Continued from page 1

Published on June 06, 2007 at 1:00pm

According to court records, Taffe admitted to U.S. Secret Service Special Agent Christopher Hersey last month that she´d wired $140,000 in toll revenues to her Bank of America account. She denied taking the other $100,000, but bank records show otherwise. Maybe Taffe was using that fuzzy Halliburton math you hear so much about nowadays. No word yet on her sentence. No Room at the Inn

The voice on the other end of the line was desperate. Dana Garcia had reached rock bottom, but she was trying to hold onto her last shred of dignity. ¨I just refuse to prostitute myself again to pay for rent,¨ she said. Garcia is trying to put her life back together.
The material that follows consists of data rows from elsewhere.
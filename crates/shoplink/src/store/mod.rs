//! Persistent ledger of storefront orders, supplier orders, and ad spend.
//!
//! # Architecture
//!
//! All writes are idempotent upserts keyed on natural identifiers, so every
//! sync and backfill can be re-run safely. [`LedgerStore`] is the seam: the
//! pipeline and the profitability aggregator depend on the trait, with
//! [`PgStore`] backing production and [`MemoryStore`] backing tests.

mod memory;
mod postgres;

pub use memory::MemoryStore;
pub use postgres::PgStore;

use async_trait::async_trait;
use chrono::NaiveDate;
use rust_decimal::Decimal;
use secrecy::ExposeSecret;
use sqlx::PgPool;
use sqlx::postgres::PgPoolOptions;
use thiserror::Error;

use shoplink_core::{OrderId, SupplierOrderRef};

use crate::config::AppConfig;
use crate::models::{DailySpend, FetchedSupplierOrder, StorefrontOrder, SupplierOrder};

/// Errors from the persistence layer.
#[derive(Debug, Error)]
pub enum StoreError {
    #[error("database error: {0}")]
    Database(#[from] sqlx::Error),

    #[error("migration error: {0}")]
    Migration(#[from] sqlx::migrate::MigrateError),
}

/// Result of an idempotent upsert.
#[derive(Debug, Clone, Copy, PartialEq, Eq)]
pub enum UpsertOutcome {
    /// No row existed for the natural key.
    Created,
    /// An existing row was refreshed in place.
    Updated,
}

/// Result of linking a supplier order to a storefront order.
///
/// Linking is monotonic: once a supplier order points at a storefront order
/// it never changes, so re-running a sync can only confirm or conflict.
#[derive(Debug, Clone, PartialEq, Eq)]
pub enum LinkOutcome {
    /// The supplier order was unlinked and now points at the given order.
    Linked,
    /// The supplier order already pointed at this same storefront order.
    AlreadyLinked,
    /// The supplier order points at a different storefront order; the
    /// existing link is kept.
    Conflict { existing: OrderId },
}

/// Sum and count of supplier order totals, for the historical average cost.
///
/// Only orders with a positive total participate; free or zero-total rows
/// would drag the average toward zero.
#[derive(Debug, Clone, Copy, PartialEq, Eq, Default)]
pub struct CostStats {
    pub total: Decimal,
    pub count: i64,
}

impl CostStats {
    /// Average supplier cost per order, or zero when no orders qualify.
    #[must_use]
    pub fn average(&self) -> Decimal {
        if self.count == 0 {
            Decimal::ZERO
        } else {
            self.total / Decimal::from(self.count)
        }
    }
}

/// Per-day order aggregates read by the profitability aggregator.
#[derive(Debug, Clone, Copy, PartialEq, Eq, Default)]
pub struct DailyOrderStats {
    /// Storefront orders created on the day.
    pub orders: i64,
    /// Sum of their totals.
    pub revenue: Decimal,
    /// Sum of supplier totals linked to the day's orders.
    pub linked_cost: Decimal,
    /// Orders with no linked supplier order.
    pub unlinked_orders: i64,
}

/// The ledger every pipeline stage writes to and the aggregator reads from.
#[async_trait]
pub trait LedgerStore: Send + Sync {
    /// Insert or refresh a storefront order and its line items.
    async fn upsert_storefront_order(
        &self,
        order: &StorefrontOrder,
    ) -> Result<UpsertOutcome, StoreError>;

    /// Insert or refresh a supplier order and its items.
    ///
    /// On update the stored `storefront_order_id` is preserved; only
    /// [`LedgerStore::link_supplier_order`] may set it.
    async fn upsert_supplier_order(
        &self,
        fetched: &FetchedSupplierOrder,
    ) -> Result<UpsertOutcome, StoreError>;

    /// Point a supplier order at a storefront order, if not already linked.
    async fn link_supplier_order(
        &self,
        reference: &SupplierOrderRef,
        order_id: &OrderId,
    ) -> Result<LinkOutcome, StoreError>;

    /// Look up one supplier order by reference.
    async fn get_supplier_order(
        &self,
        reference: &SupplierOrderRef,
    ) -> Result<Option<SupplierOrder>, StoreError>;

    /// Replace the spend aggregate for a date.
    async fn upsert_daily_spend(&self, spend: &DailySpend) -> Result<(), StoreError>;

    /// Spend aggregate for a date, if synced.
    async fn get_daily_spend(&self, date: NaiveDate) -> Result<Option<DailySpend>, StoreError>;

    /// Sum and count of positive supplier order totals across all history.
    async fn supplier_cost_stats(&self) -> Result<CostStats, StoreError>;

    /// Order count, revenue, linked cost, and unlinked count for one date.
    async fn daily_order_stats(&self, date: NaiveDate) -> Result<DailyOrderStats, StoreError>;
}

/// Create a `PostgreSQL` connection pool from application configuration.
///
/// # Errors
///
/// Returns `StoreError::Database` if the pool cannot connect.
pub async fn create_pool(config: &AppConfig) -> Result<PgPool, StoreError> {
    let pool = PgPoolOptions::new()
        .max_connections(5)
        .connect(config.database_url.expose_secret())
        .await?;
    Ok(pool)
}

#[cfg(test)]
#[allow(clippy::unwrap_used)]
mod tests {
    use super::*;

    #[test]
    fn test_cost_stats_average() {
        let stats = CostStats {
            total: Decimal::new(6000, 2),
            count: 3,
        };
        assert_eq!(stats.average(), Decimal::new(2000, 2));
    }

    #[test]
    fn test_cost_stats_average_empty_is_zero() {
        assert_eq!(CostStats::default().average(), Decimal::ZERO);
    }
}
Abuse, depression, prostitution, and cocaine use over the years have sent her bouncing through the system from shelters to jails to mental wards. She´s ready for a clean start if only her penis weren´t in the way.

Garcia, 56, has dressed as a woman for more than three decades. With the help of hormones, she has A-cup breasts. She wears a wig of black flowing tresses and a full face of makeup. Shimmery orange polish accents her long fingernails.

For years, Garcia lived the life of a party girl, being taken care of by rich men. But then things started to fall apart.

Broke and homeless now, Garcia needs a place to live. There are shelters for the homeless, but here´s the rub: They´re segmented into male and female residences. There´s no room designated for anyone who´s a little of both.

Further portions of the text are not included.